By the time I actually got into Drupal itself, I was ready for it. Not fully, nothing prepares you fully, but ready enough to make sense of what I was looking at.
The Moment Things Got Hard
There is a specific kind of frustration that comes from working on something complex when you cannot quite see how all the pieces connect. I felt that a lot during the middle phase of this training.
Drupal has a lot going on under the surface. It looks straightforward from the outside: you log in, you manage content, you build pages. But the moment you start building something custom, you realise there is an entire world of systems, patterns, and conventions that experienced developers carry around in their heads.
I did not have that knowledge yet. So a lot of early sessions involved getting stuck, asking questions, thinking about it overnight, and slowly seeing the picture emerge. It was uncomfortable. It was also, I think, the most valuable part of the whole experience.
Something I learned: Getting stuck is not a sign you are bad at this. It is a sign you are working on something real. Every time I pushed through a blocker, the next similar problem was easier. That compounding effect is what training is really about.
Building Real Things
The projects we worked on throughout training were not toy examples. They were real features with real requirements, things that would actually be useful, not just exercises designed to tick boxes. That made a big difference to how seriously I took them.
The most challenging project was building a complete module from scratch, something that addressed a real gap and required me to understand not just how to write the code, but why Drupal works the way it does.
That shift from “how do I make this work” to “why does this work this way” is probably the biggest intellectual growth I experienced in the entire programme.
Contributing to Something Bigger
Towards the later stages of training, I started contributing to open-source Drupal modules. This was a completely different experience from building your own project, and a humbling one.
When you are working on your own code, you set the standards.
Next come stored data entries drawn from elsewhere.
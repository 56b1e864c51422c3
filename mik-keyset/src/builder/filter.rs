//! Shared filter rendering functions.

use super::types::{CompoundFilter, Filter, FilterExpr, LogicalOp, Operator, QueryResult, Value};
use crate::dialect::Dialect;

impl FilterExpr {
    /// Render this expression for `dialect`, numbering placeholders from 1.
    ///
    /// ```
    /// use mik_keyset::{Operator, Postgres, Value, simple};
    ///
    /// let rendered = simple("users.id", Operator::Gt, Value::Int(10)).to_sql(&Postgres);
    /// assert_eq!(rendered.sql, "users.id > $1");
    /// assert_eq!(rendered.params, vec![Value::Int(10)]);
    /// ```
    pub fn to_sql<D: Dialect>(&self, dialect: &D) -> QueryResult {
        let (sql, params, _) = build_filter_expr_impl(dialect, self, 1);
        QueryResult { sql, params }
    }

    /// Collect every column referenced by this expression, in render order.
    #[must_use]
    pub fn columns(&self) -> Vec<&str> {
        let mut out = Vec::new();
        collect_columns(self, &mut out);
        out
    }
}

fn collect_columns<'a>(expr: &'a FilterExpr, out: &mut Vec<&'a str>) {
    match expr {
        FilterExpr::Simple(filter) => out.push(&filter.field),
        FilterExpr::Compound(compound) => {
            for child in &compound.filters {
                collect_columns(child, out);
            }
        },
    }
}

/// Build a filter expression (simple or compound).
pub(crate) fn build_filter_expr_impl<D: Dialect>(
    dialect: &D,
    expr: &FilterExpr,
    start_idx: usize,
) -> (String, Vec<Value>, usize) {
    match expr {
        FilterExpr::Simple(filter) => build_condition_impl(dialect, filter, start_idx),
        FilterExpr::Compound(compound) => build_compound_filter_impl(dialect, compound, start_idx),
    }
}

/// Build a compound filter (AND, OR).
fn build_compound_filter_impl<D: Dialect>(
    dialect: &D,
    compound: &CompoundFilter,
    start_idx: usize,
) -> (String, Vec<Value>, usize) {
    let mut idx = start_idx;
    let mut all_params = Vec::new();
    let mut conditions = Vec::new();

    for filter_expr in &compound.filters {
        let (condition, params, new_idx) = build_filter_expr_impl(dialect, filter_expr, idx);
        conditions.push(condition);
        all_params.extend(params);
        idx = new_idx;
    }

    let joiner = match compound.op {
        LogicalOp::And => " AND ",
        LogicalOp::Or => " OR ",
    };
    let sql = match conditions.len() {
        0 => String::new(),
        1 => conditions.swap_remove(0),
        _ => format!("({})", conditions.join(joiner)),
    };

    (sql, all_params, idx)
}

/// Build a single filter condition.
fn build_condition_impl<D: Dialect>(
    dialect: &D,
    filter: &Filter,
    start_idx: usize,
) -> (String, Vec<Value>, usize) {
    let field = &filter.field;
    let idx = start_idx;

    match (filter.op, &filter.value) {
        // NULL handling
        (Operator::Eq, Value::Null) => (format!("{field} IS NULL"), vec![], idx),
        (Operator::Ne, Value::Null) => (format!("{field} IS NOT NULL"), vec![], idx),

        (op, value) => {
            let sql = format!("{} {} {}", field, op.as_sql(), dialect.param(idx));
            (sql, vec![value.clone()], idx + 1)
        },
    }
}
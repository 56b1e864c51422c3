//! Post-fetch reshaping of a keyset page.

use log::debug;

use super::codec::CursorError;
use super::cursor::Cursor;
use crate::builder::CursorDirection;

/// One page of results plus the cursors to its neighbours.
#[derive(Debug, Clone, PartialEq)]
#[must_use]
pub struct Page<T> {
    /// Rows in display order, at most `limit` of them.
    pub items: Vec<T>,
    /// Tokens for the next forward (`after`) and backward (`before`) requests.
    pub cursor: Cursor,
    /// Whether the over-fetch sentinel row was present.
    pub has_more: bool,
}

impl<T> Page<T> {
    /// Whether a page after this one can be requested.
    #[inline]
    #[must_use]
    pub const fn has_next(&self) -> bool {
        self.cursor.after.is_some()
    }

    /// Whether a page before this one can be requested.
    #[inline]
    #[must_use]
    pub const fn has_prev(&self) -> bool {
        self.cursor.before.is_some()
    }

    /// Number of rows on this page.
    #[inline]
    #[must_use]
    pub fn len(&self) -> usize {
        self.items.len()
    }

    /// Returns `true` if the page has no rows.
    #[inline]
    #[must_use]
    pub fn is_empty(&self) -> bool {
        self.items.is_empty()
    }

    /// Consume the page, keeping only its rows.
    pub fn into_items(self) -> Vec<T> {
        self.items
    }
}

impl<T> IntoIterator for Page<T> {
    type Item = T;
    type IntoIter = std::vec::IntoIter<T>;

    fn into_iter(self) -> Self::IntoIter {
        self.items.into_iter()
    }
}

/// Trim the sentinel, restore display order and derive next cursors.
///
/// `rows` is what the query returned for `limit + 1` requested rows in the
/// effective order. `encode` turns a boundary row into a token.
pub fn post_process<T, F>(
    mut rows: Vec<T>,
    limit: usize,
    side: Option<CursorDirection>,
    mut encode: F,
) -> Result<Page<T>, CursorError>
where
    F: FnMut(&T) -> Result<String, CursorError>,
{
    if rows.is_empty() {
        return Ok(Page {
            items: rows,
            cursor: Cursor::new(),
            has_more: false,
        });
    }

    let has_more = rows.len() > limit;
    if has_more {
        rows.truncate(limit);
    }

    let backward = side == Some(CursorDirection::Before);
    if backward {
        rows.reverse();
    }

    let mut cursor = Cursor::new();
    if (backward || has_more)
        && let Some(last) = rows.last()
    {
        cursor.after = Some(encode(last)?);
    }
    if (side == Some(CursorDirection::After) || (has_more && backward))
        && let Some(first) = rows.first()
    {
        cursor.before = Some(encode(first)?);
    }

    debug!(
        "keyset page: rows={} has_more={} next_after={} next_before={}",
        rows.len(),
        has_more,
        cursor.after.is_some(),
        cursor.before.is_some()
    );

    Ok(Page {
        items: rows,
        cursor,
        has_more,
    })
}
//! Expression tree and SQL rendering for seek predicates and ORDER BY clauses.

mod filter;
mod select;
mod types;

// Re-export all public items
pub use select::QueryBuilder;
pub use types::{
    CompoundFilter, CursorDirection, Filter, FilterExpr, LogicalOp, Operator, QueryResult,
    SortDir, SortField, Value, and, or, order_clause, simple,
};
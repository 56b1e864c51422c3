//! The `After`/`Before` token pair used both as pagination input and output.

use crate::builder::CursorDirection;

/// A pair of optional opaque cursor tokens.
///
/// As input, at most one side is active per call: if both are set, `after`
/// wins and `before` is ignored. As output it describes which neighbouring
/// pages exist and how to reach them.
#[derive(Debug, Clone, Default, PartialEq, Eq)]
#[must_use]
pub struct Cursor {
    /// Token for fetching the rows after a page.
    pub after: Option<String>,
    /// Token for fetching the rows before a page.
    pub before: Option<String>,
}

impl Cursor {
    /// Create a cursor with neither side set (first page).
    pub const fn new() -> Self {
        Self {
            after: None,
            before: None,
        }
    }

    /// Set the `after` token.
    pub fn with_after(mut self, token: impl Into<String>) -> Self {
        self.after = Some(token.into());
        self
    }

    /// Set the `before` token.
    pub fn with_before(mut self, token: impl Into<String>) -> Self {
        self.before = Some(token.into());
        self
    }

    /// The side driving pagination and its token, if any.
    ///
    /// A present token counts as active even when it is empty.
    #[must_use]
    pub fn active(&self) -> Option<(CursorDirection, &str)> {
        match (&self.after, &self.before) {
            (Some(after), _) => Some((CursorDirection::After, after.as_str())),
            (None, Some(before)) => Some((CursorDirection::Before, before.as_str())),
            (None, None) => None,
        }
    }

    /// Returns `true` when both sides are set.
    #[inline]
    #[must_use]
    pub const fn is_ambiguous(&self) -> bool {
        self.after.is_some() && self.before.is_some()
    }

    /// Returns `true` when neither side is set.
    #[inline]
    #[must_use]
    pub const fn is_empty(&self) -> bool {
        self.after.is_none() && self.before.is_none()
    }
}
When you contribute to a community project, the community sets the standards. Every change gets reviewed. Every issue needs to be documented clearly. Every fix needs to hold up to scrutiny from people who have been working with the codebase far longer than you have.
That process forced a level of discipline and communication I had not needed before. It also gave me a genuine sense of satisfaction that is hard to put into words.
What I Am Actually Taking Away
Looking back on this training period, the things I am most grateful for are not the specific things I learned; they are the habits and mindsets that formed alongside the knowledge.
I learned to sit with confusion instead of panicking. I learned to read carefully rather than skimming for quick answers. I learned to ask better questions. I learned to think about code from the perspective of the person who will maintain it next, not just the person writing it now.
A genuine thank you to Anmol Doel and Shivam Sen for mentoring throughout this training. The guidance, the patience through difficult moments, and the honest feedback all made a real difference. This experience would not have been the same without that support.
The journey is still going. There is always more to learn, more to contribute, more to build. But the foundation is solid now, and that is everything.
We're proud of the progress Mohnish has made throughout his training journey. Experiences like these reflect our commitment to nurturing talent through continuous learning, collaboration, and open-source contribution.